Small knowledge, big challenge! This article is participating in the creation activity of “Essential Tips for Programmers”.
Hello, I’m Shanyue.
This is my front end engineering knowledge card collection 12/36 published in Denver
Core-js is the most famous polyfill of the ES standard. Polyfill means that when the browser doesn’t support the latest API, it will do it for you. You may deal with it every day, but you don’t know it.
For a while, when you implement NPM install and your project relies on Core-JS, you’ll find core-JS authors looking for jobs using NPM Postinstall.
Due to the presence of shippers, the volume increases as you pack, and the higher the browser versions you need to support, the smaller the shippers and the smaller the size.

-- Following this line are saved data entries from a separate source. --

// ------------------------------------------------------------------------------------------------
// PRIVATE FUNCTIONS
// ------------------------------------------------------------------------------------------------

fn zero_state() -> BoundaryState {
    BoundaryState {
        position_m: Vector3::zeros(),
        velocity_ms: Vector3::zeros(),
        acceleration_ms2: Vector3::zeros(),
    }
}

// ------------------------------------------------------------------------------------------------
// TESTS
// ------------------------------------------------------------------------------------------------

#[cfg(test)]
mod test {
    use super::*;
    use crate::search::TimedNode;

    fn params() -> TrajOptParams {
        TrajOptParams {
            max_vel_optimization: 4.0,
            max_acc_optimization: 6.0,
            delta_corridor: 0.1,
            factors: OptFactors {
                snap: 1.0,
                jerk: 0.01,
            },
            trajectory_piece_max_size: 5,
        }
    }

    fn state(p: Vector3<f64>, v: Vector3<f64>) -> BoundaryState {
        BoundaryState {
            position_m: p,
            velocity_ms: v,
            acceleration_ms2: Vector3::zeros(),
        }
    }

    fn wide_polytope(x_lo: f64, x_hi: f64, duration: f64) -> Polytope {
        let vel = Vector3::new((x_hi - x_lo) / duration, 0.0, 0.0);
        let nodes = [
            TimedNode {
                time_s: 0.0,
                position_m: Vector3::new(x_lo, 0.0, 1.0),
                velocity_ms: vel,
            },
            TimedNode {
                time_s: duration,
                position_m: Vector3::new(x_hi, 0.0, 1.0),
                velocity_ms: vel,
            },
        ];
        let gen = crate::corridor::CorridorGen::new(
            crate::params::CorridorParams {
                stride: 1,
                bloat_m: 3.0,
                risk_threshold_corridor: 0.2,
                enable_short_cut: false,
            },
            0.1,
            0.1,
        );
        let mut polys = gen
            .find_corridors(&nodes, 0.0, 0.25, |_, _, _, _| vec![])
            .unwrap();
        polys.remove(0)
    }

    #[test]
    fn test_single_piece_rest_to_rest() {
        let mut opt = CorridorMinSnap::new(&params());
        opt.setup(
            state(Vector3::new(0.0, 0.0, 1.0), Vector3::zeros()),
            state(Vector3::new(2.0, 0.0, 1.0), Vector3::zeros()),
            vec![2.0],
            vec![wide_polytope(0.0, 2.0, 2.0)],
            vec![],
        )
        .unwrap();
        opt.optimize().unwrap();

        let traj = opt.get_trajectory().unwrap();

        // Boundary conditions hold
        assert!((traj.position(0.0) - Vector3::new(0.0, 0.0, 1.0)).norm() < 1e-6);
        assert!((traj.position(2.0) - Vector3::new(2.0, 0.0, 1.0)).norm() < 1e-6);
        assert!(traj.velocity(0.0).norm() < 1e-6);
        assert!(traj.velocity(2.0).norm() < 1e-6);
        assert!(traj.acceleration(0.0).norm() < 1e-6);

        // A rest-to-rest 2 m / 2 s motion is well within the caps
        assert!(opt.is_corridor_satisfied(4.0, 6.0, 0.1, 0.05));
    }

    #[test]
    fn test_two_pieces_c2_continuity() {
        let mut opt = CorridorMinSnap::new(&params());
        opt.setup(
            state(Vector3::new(0.0, 0.0, 1.0), Vector3::zeros()),
            state(Vector3::new(3.0, 0.5, 1.0), Vector3::zeros()),
            vec![1.5, 1.5],
            vec![
                wide_polytope(0.0, 1.5, 1.5),
                wide_polytope(1.5, 3.0, 1.5),
            ],
            vec![Vector3::new(1.5, 0.2, 1.0)],
        )
        .unwrap();
        opt.optimize().unwrap();

        let traj = opt.get_trajectory().unwrap();
        let eps = 1e-4;

        // Continuity of position, velocity and acceleration at the junction
        let before = 1.5 - eps;
        let after = 1.5 + eps;
        assert!((traj.position(before) - traj.position(after)).norm() < 1e-3);
        assert!((traj.velocity(before) - traj.velocity(after)).norm() < 1e-3);
        assert!((traj.acceleration(before) - traj.acceleration(after)).norm() < 1e-2);

        // The junction passes through its (possibly clamped) seed in xy
        assert!((traj.position(1.5).x - 1.5).abs() < 1e-6);
    }

    #[test]
    fn test_kinematic_violation_dilates_time() {
        let mut opt = CorridorMinSnap::new(&params());

        // 4 m in 0.5 s forces a velocity violation
        opt.setup(
            state(Vector3::new(0.0, 0.0, 1.0), Vector3::zeros()),
            state(Vector3::new(4.0, 0.0, 1.0), Vector3::zeros()),
            vec![0.5],
            vec![wide_polytope(0.0, 4.0, 0.5)],
            vec![],
        )
        .unwrap();
        opt.optimize().unwrap();

        assert!(!opt.is_corridor_satisfied(4.0, 6.0, 0.1, 0.05));

        let mut ok = false;
        for _ in 0..MAX_REOPT_ITERATIONS {
            opt.re_optimize().unwrap();
            if opt.is_corridor_satisfied(4.0, 6.0, 0.1, 0.05) {
                ok = true;
                break;
            }
        }
        assert!(ok, "tightening loop failed to restore feasibility");
        assert!(opt.durations_s()[0] > 0.5);
    }

    #[test]
    fn test_inconsistent_setup_rejected() {
        let mut opt = CorridorMinSnap::new(&params());
        let result = opt.setup(
            state(Vector3::zeros(), Vector3::zeros()),
            state(Vector3::zeros(), Vector3::zeros()),
            vec![1.0, 1.0],
            vec![wide_polytope(0.0, 1.0, 1.0)],
            vec![],
        );
        assert!(matches!(result, Err(TrajOptError::InconsistentInput(_))));
    }
}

The following code is the shim code for Array.from(ES6), with which you can use the Array.from API in any browser.
// Production steps of ECMA-262, Edition 6, 22.1.2.1
if (!Array.from) {
Array.from = () = > { // omit some code}
}
Copy the code
whilecore-js
The great thing about it is that it embraces everythingES6+
Polyfill, and integrate inbabel
And other compilation tools
Take an example:
Do you use promise. any in your development environment, which is a new ES2021 API and not yet implemented in some browsers, and use a new ES2020 operator? .
To make the code executable in most browsers, you will compile it to ES5 using Babel or SWC.
But then you see the problem,If you don’t do any configuration.babel
/swc
You can only handle operators, not new apis. The following code will report an error
The good news is that core-js is integrated into Babel/SWC, and you can use @babel/preset-env or @babel/ Polyfill for configuration, as described in the documentation for Core-js. When configured, Babel compiles the code to automatically include the required polyfills, as shown below.